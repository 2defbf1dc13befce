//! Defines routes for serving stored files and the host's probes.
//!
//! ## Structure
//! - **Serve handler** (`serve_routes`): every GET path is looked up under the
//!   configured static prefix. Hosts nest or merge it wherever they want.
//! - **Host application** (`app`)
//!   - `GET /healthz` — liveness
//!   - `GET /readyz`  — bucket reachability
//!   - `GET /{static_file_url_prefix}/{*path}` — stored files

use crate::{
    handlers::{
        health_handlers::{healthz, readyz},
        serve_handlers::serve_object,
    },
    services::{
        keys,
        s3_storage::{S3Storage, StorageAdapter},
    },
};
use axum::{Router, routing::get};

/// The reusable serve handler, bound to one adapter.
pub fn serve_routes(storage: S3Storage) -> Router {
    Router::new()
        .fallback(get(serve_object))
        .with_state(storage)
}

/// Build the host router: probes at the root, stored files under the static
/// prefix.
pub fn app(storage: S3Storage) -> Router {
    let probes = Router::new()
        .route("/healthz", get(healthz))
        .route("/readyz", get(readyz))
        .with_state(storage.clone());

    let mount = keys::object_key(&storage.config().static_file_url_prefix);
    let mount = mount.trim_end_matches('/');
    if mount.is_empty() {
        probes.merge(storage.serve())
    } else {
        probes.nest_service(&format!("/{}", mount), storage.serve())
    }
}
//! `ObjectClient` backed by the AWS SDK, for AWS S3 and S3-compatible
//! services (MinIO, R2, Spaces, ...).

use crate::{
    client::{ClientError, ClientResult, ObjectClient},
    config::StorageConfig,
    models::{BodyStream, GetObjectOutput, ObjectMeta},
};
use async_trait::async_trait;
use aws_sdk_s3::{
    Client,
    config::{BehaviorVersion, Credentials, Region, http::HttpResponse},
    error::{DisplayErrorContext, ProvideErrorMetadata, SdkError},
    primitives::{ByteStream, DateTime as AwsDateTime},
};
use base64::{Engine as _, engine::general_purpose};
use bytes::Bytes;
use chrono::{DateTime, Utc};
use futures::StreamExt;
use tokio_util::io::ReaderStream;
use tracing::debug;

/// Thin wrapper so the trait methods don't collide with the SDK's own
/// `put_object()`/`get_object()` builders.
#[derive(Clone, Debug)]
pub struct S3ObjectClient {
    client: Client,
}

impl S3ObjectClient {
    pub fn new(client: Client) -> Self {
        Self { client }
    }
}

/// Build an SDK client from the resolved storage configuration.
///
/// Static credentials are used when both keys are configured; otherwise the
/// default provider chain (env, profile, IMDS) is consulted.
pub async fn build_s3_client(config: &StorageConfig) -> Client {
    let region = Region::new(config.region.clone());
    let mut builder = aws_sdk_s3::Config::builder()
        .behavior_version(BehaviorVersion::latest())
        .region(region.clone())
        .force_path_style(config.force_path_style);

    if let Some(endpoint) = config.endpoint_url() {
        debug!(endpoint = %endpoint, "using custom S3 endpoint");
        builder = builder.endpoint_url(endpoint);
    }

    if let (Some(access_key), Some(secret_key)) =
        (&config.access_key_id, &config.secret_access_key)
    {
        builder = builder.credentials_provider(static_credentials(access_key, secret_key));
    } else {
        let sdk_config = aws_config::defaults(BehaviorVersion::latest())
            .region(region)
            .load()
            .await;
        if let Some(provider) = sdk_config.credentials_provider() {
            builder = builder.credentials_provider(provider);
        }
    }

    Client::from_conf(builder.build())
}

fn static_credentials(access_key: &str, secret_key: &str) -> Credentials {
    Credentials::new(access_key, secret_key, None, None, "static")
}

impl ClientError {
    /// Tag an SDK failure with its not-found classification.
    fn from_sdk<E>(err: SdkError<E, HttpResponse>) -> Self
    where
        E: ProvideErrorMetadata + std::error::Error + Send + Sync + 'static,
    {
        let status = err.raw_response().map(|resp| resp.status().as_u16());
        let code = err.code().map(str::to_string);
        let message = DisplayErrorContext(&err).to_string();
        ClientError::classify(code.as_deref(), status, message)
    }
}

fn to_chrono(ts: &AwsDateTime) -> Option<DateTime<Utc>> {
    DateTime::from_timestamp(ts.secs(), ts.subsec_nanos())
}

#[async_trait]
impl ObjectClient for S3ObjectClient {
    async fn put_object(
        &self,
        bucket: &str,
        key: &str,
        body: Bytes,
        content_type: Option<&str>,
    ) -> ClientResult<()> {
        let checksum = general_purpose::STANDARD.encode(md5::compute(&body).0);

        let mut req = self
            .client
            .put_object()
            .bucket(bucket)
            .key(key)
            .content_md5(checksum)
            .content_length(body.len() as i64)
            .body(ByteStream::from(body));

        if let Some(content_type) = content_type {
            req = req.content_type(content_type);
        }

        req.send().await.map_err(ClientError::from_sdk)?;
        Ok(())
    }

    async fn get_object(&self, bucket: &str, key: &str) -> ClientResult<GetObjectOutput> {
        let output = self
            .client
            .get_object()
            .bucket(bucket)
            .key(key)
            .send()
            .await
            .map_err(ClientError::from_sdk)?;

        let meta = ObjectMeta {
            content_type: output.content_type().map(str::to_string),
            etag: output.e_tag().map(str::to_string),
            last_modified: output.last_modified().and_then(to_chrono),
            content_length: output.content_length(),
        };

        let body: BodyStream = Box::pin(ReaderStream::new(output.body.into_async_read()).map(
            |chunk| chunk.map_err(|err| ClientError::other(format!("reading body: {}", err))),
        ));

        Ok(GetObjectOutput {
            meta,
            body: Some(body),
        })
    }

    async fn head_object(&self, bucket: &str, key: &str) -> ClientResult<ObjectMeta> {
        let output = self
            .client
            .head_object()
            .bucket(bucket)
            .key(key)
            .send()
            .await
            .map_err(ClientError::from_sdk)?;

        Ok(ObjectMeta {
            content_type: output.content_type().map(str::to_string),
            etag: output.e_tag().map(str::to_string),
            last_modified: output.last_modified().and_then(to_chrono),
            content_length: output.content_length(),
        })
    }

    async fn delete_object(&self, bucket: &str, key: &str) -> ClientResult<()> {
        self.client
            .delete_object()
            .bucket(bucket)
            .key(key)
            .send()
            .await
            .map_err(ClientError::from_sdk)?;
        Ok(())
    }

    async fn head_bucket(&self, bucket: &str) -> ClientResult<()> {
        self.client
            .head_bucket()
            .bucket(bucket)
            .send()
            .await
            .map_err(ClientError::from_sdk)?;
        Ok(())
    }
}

Aim of the exercise: Set down the material above exactly, in full.

Your response:
repository 2defbf1dc13befce
//! Defines routes for serving stored files and the host's probes.
//!
//! ## Structure
//! - **Serve handler** (`serve_routes`): every GET path is looked up under the
//!   configured static prefix. Hosts nest or merge it wherever they want.
//! - **Host application** (`app`)
//!   - `GET /healthz` — liveness
//!   - `GET /readyz`  — bucket reachability
//!   - `GET /{static_file_url_prefix}/{*path}` — stored files

use crate::{
    handlers::{
        health_handlers::{healthz, readyz},
        serve_handlers::serve_object,
    },
    services::{
        keys,
        s3_storage::{S3Storage, StorageAdapter},
    },
};
use axum::{Router, routing::get};

/// The reusable serve handler, bound to one adapter.
pub fn serve_routes(storage: S3Storage) -> Router {
    Router::new()
        .fallback(get(serve_object))
        .with_state(storage)
}

/// Build the host router: probes at the root, stored files under the static
/// prefix.
pub fn app(storage: S3Storage) -> Router {
    let probes = Router::new()
        .route("/healthz", get(healthz))
        .route("/readyz", get(readyz))
        .with_state(storage.clone());

    let mount = keys::object_key(&storage.config().static_file_url_prefix);
    let mount = mount.trim_end_matches('/');
    if mount.is_empty() {
        probes.merge(storage.serve())
    } else {
        probes.nest_service(&format!("/{}", mount), storage.serve())
    }
}
//! `ObjectClient` backed by the AWS SDK, for AWS S3 and S3-compatible
//! services (MinIO, R2, Spaces, ...).

use crate::{
    client::{ClientError, ClientResult, ObjectClient},
    config::StorageConfig,
    models::{BodyStream, GetObjectOutput, ObjectMeta},
};
use async_trait::async_trait;
use aws_sdk_s3::{
    Client,
    config::{BehaviorVersion, Credentials, Region, http::HttpResponse},
    error::{DisplayErrorContext, ProvideErrorMetadata, SdkError},
    primitives::{ByteStream, DateTime as AwsDateTime},
};
use base64::{Engine as _, engine::general_purpose};
use bytes::Bytes;
use chrono::{DateTime, Utc};
use futures::StreamExt;
use tokio_util::io::ReaderStream;
use tracing::debug;

/// Thin wrapper so the trait methods don't collide with the SDK's own
/// `put_object()`/`get_object()` builders.
#[derive(Clone, Debug)]
pub struct S3ObjectClient {
    client: Client,
}

impl S3ObjectClient {
    pub fn new(client: Client) -> Self {
        Self { client }
    }
}

/// Build an SDK client from the resolved storage configuration.
///
/// Static credentials are used when both keys are configured; otherwise the
/// default provider chain (env, profile, IMDS) is consulted.
pub async fn build_s3_client(config: &StorageConfig) -> Client {
    let region = Region::new(config.region.clone());
    let mut builder = aws_sdk_s3::Config::builder()
        .behavior_version(BehaviorVersion::latest())
        .region(region.clone())
        .force_path_style(config.force_path_style);

    if let Some(endpoint) = config.endpoint_url() {
        debug!(endpoint = %endpoint, "using custom S3 endpoint");
        builder = builder.endpoint_url(endpoint);
    }

    if let (Some(access_key), Some(secret_key)) =
        (&config.access_key_id, &config.secret_access_key)
    {
        builder = builder.credentials_provider(static_credentials(access_key, secret_key));
    } else {
        let sdk_config = aws_config::defaults(BehaviorVersion::latest())
            .region(region)
            .load()
            .await;
        if let Some(provider) = sdk_config.credentials_provider() {
            builder = builder.credentials_provider(provider);
        }
    }

    Client::from_conf(builder.build())
}

fn static_credentials(access_key: &str, secret_key: &str) -> Credentials {
    Credentials::new(access_key, secret_key, None, None, "static")
}

impl ClientError {
    /// Tag an SDK failure with its not-found classification.
    fn from_sdk<E>(err: SdkError<E, HttpResponse>) -> Self
    where
        E: ProvideErrorMetadata + std::error::Error + Send + Sync + 'static,
    {
        let status = err.raw_response().map(|resp| resp.status().as_u16());
        let code = err.code().map(str::to_string);
        let message = DisplayErrorContext(&err).to_string();
        ClientError::classify(code.as_deref(), status, message)
    }
}

fn to_chrono(ts: &AwsDateTime) -> Option<DateTime<Utc>> {
    DateTime::from_timestamp(ts.secs(), ts.subsec_nanos())
}

#[async_trait]
impl ObjectClient for S3ObjectClient {
    async fn put_object(
        &self,
        bucket: &str,
        key: &str,
        body: Bytes,
        content_type: Option<&str>,
    ) -> ClientResult<()> {
        let checksum = general_purpose::STANDARD.encode(md5::compute(&body).0);

        let mut req = self
            .client
            .put_object()
            .bucket(bucket)
            .key(key)
            .content_md5(checksum)
            .content_length(body.len() as i64)
            .body(ByteStream::from(body));

        if let Some(content_type) = content_type {
            req = req.content_type(content_type);
        }

        req.send().await.map_err(ClientError::from_sdk)?;
        Ok(())
    }

    async fn get_object(&self, bucket: &str, key: &str) -> ClientResult<GetObjectOutput> {
        let output = self
            .client
            .get_object()
            .bucket(bucket)
            .key(key)
            .send()
            .await
            .map_err(ClientError::from_sdk)?;

        let meta = ObjectMeta {
            content_type: output.content_type().map(str::to_string),
            etag: output.e_tag().map(str::to_string),
            last_modified: output.last_modified().and_then(to_chrono),
            content_length: output.content_length(),
        };

        let body: BodyStream = Box::pin(ReaderStream::new(output.body.into_async_read()).map(
            |chunk| chunk.map_err(|err| ClientError::other(format!("reading body: {}", err))),
        ));

        Ok(GetObjectOutput {
            meta,
            body: Some(body),
        })
    }

    async fn head_object(&self, bucket: &str, key: &str) -> ClientResult<ObjectMeta> {
        let output = self
            .client
            .head_object()
            .bucket(bucket)
            .key(key)
            .send()
            .await
            .map_err(ClientError::from_sdk)?;

        Ok(ObjectMeta {
            content_type: output.content_type().map(str::to_string),
            etag: output.e_tag().map(str::to_string),
            last_modified: output.last_modified().and_then(to_chrono),
            content_length: output.content_length(),
        })
    }

    async fn delete_object(&self, bucket: &str, key: &str) -> ClientResult<()> {
        self.client
            .delete_object()
            .bucket(bucket)
            .key(key)
            .send()
            .await
            .map_err(ClientError::from_sdk)?;
        Ok(())
    }

    async fn head_bucket(&self, bucket: &str) -> ClientResult<()> {
        self.client
            .head_bucket()
            .bucket(bucket)
            .send()
            .await
            .map_err(ClientError::from_sdk)?;
        Ok(())
    }
}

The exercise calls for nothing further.